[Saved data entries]

== Segment start ==

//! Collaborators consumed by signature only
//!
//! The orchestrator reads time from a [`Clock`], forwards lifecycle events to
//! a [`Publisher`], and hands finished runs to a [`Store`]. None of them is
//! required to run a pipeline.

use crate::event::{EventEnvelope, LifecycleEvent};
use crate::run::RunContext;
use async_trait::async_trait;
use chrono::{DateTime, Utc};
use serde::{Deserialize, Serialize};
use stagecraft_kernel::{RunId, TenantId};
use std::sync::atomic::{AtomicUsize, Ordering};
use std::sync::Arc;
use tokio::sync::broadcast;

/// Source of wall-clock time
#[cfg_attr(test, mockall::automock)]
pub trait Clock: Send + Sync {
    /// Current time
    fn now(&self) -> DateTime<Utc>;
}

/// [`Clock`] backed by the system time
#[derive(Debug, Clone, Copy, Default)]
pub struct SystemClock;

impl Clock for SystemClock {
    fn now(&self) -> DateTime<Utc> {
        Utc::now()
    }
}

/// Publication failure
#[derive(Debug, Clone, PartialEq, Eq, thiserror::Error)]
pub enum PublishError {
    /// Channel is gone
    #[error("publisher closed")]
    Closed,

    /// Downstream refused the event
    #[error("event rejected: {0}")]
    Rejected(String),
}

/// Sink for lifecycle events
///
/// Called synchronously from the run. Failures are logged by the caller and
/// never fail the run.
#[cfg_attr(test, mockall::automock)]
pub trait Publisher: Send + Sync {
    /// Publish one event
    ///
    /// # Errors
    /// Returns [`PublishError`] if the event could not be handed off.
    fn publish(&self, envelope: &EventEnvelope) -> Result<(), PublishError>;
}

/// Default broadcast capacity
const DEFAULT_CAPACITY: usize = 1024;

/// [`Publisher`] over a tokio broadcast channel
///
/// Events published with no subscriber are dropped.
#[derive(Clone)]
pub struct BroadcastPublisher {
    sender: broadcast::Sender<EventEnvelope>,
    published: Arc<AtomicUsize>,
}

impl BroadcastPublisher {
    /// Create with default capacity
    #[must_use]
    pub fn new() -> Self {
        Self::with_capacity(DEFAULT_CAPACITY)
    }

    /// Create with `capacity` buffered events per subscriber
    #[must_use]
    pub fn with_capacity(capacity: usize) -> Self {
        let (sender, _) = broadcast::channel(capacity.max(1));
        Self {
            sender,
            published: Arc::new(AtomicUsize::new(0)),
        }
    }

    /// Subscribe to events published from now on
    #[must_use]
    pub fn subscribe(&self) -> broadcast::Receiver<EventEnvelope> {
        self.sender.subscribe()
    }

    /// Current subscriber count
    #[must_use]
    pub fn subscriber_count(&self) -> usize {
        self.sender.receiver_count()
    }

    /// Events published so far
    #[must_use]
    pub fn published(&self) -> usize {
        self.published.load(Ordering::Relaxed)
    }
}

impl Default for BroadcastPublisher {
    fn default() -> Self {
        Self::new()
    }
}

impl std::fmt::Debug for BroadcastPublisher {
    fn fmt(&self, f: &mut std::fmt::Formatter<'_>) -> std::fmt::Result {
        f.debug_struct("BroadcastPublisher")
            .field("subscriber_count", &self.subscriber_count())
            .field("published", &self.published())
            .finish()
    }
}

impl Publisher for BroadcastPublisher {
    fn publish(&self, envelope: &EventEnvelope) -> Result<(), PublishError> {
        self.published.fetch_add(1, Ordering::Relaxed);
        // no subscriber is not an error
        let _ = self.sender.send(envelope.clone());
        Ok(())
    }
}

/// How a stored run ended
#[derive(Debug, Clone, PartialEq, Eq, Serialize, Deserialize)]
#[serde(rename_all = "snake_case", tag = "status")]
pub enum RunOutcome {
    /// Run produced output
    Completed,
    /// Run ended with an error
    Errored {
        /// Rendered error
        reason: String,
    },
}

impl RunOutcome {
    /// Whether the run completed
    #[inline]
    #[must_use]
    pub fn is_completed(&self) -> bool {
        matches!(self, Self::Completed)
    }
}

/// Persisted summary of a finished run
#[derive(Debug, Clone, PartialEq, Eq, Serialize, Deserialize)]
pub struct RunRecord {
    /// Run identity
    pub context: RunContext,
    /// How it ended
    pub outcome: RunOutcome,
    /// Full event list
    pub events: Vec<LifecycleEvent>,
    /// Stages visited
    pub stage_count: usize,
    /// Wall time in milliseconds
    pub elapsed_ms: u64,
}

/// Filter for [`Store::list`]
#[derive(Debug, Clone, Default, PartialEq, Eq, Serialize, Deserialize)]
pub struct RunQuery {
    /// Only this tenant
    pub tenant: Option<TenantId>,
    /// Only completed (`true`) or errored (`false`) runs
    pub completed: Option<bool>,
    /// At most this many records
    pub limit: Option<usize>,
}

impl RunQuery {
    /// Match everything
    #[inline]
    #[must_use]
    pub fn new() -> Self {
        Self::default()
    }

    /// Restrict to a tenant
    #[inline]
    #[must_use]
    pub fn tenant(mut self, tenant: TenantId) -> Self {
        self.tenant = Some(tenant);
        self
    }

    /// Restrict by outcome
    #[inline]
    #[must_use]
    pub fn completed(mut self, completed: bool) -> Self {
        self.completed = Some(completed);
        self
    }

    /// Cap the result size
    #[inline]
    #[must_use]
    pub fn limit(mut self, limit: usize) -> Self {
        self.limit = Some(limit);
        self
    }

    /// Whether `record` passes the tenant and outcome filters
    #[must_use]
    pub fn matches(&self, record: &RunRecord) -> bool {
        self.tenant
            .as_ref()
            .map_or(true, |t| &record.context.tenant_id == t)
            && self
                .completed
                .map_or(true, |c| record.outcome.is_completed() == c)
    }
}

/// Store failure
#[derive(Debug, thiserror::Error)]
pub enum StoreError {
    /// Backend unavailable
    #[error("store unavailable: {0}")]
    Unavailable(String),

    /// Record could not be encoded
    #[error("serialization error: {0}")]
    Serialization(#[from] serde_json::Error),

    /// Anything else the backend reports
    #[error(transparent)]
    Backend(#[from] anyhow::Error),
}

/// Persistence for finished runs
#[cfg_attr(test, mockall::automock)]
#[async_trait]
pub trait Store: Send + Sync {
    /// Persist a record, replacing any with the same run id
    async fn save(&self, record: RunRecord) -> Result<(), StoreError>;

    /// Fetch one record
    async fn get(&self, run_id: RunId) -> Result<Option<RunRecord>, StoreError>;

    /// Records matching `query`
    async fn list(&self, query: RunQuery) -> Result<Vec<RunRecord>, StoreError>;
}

== Segment end ==

**ASSIGNMENT**
Where a line contains "not be encoded", begin there and output each line through the end of the data above, exactly; give no other lines.

**RESULT OF THE TASK**
    /// Record could not be encoded
    #[error("serialization error: {0}")]
    Serialization(#[from] serde_json::Error),

    /// Anything else the backend reports
    #[error(transparent)]
    Backend(#[from] anyhow::Error),
}

/// Persistence for finished runs
#[cfg_attr(test, mockall::automock)]
#[async_trait]
pub trait Store: Send + Sync {
    /// Persist a record, replacing any with the same run id
    async fn save(&self, record: RunRecord) -> Result<(), StoreError>;

    /// Fetch one record
    async fn get(&self, run_id: RunId) -> Result<Option<RunRecord>, StoreError>;

    /// Records matching `query`
    async fn list(&self, query: RunQuery) -> Result<Vec<RunRecord>, StoreError>;
}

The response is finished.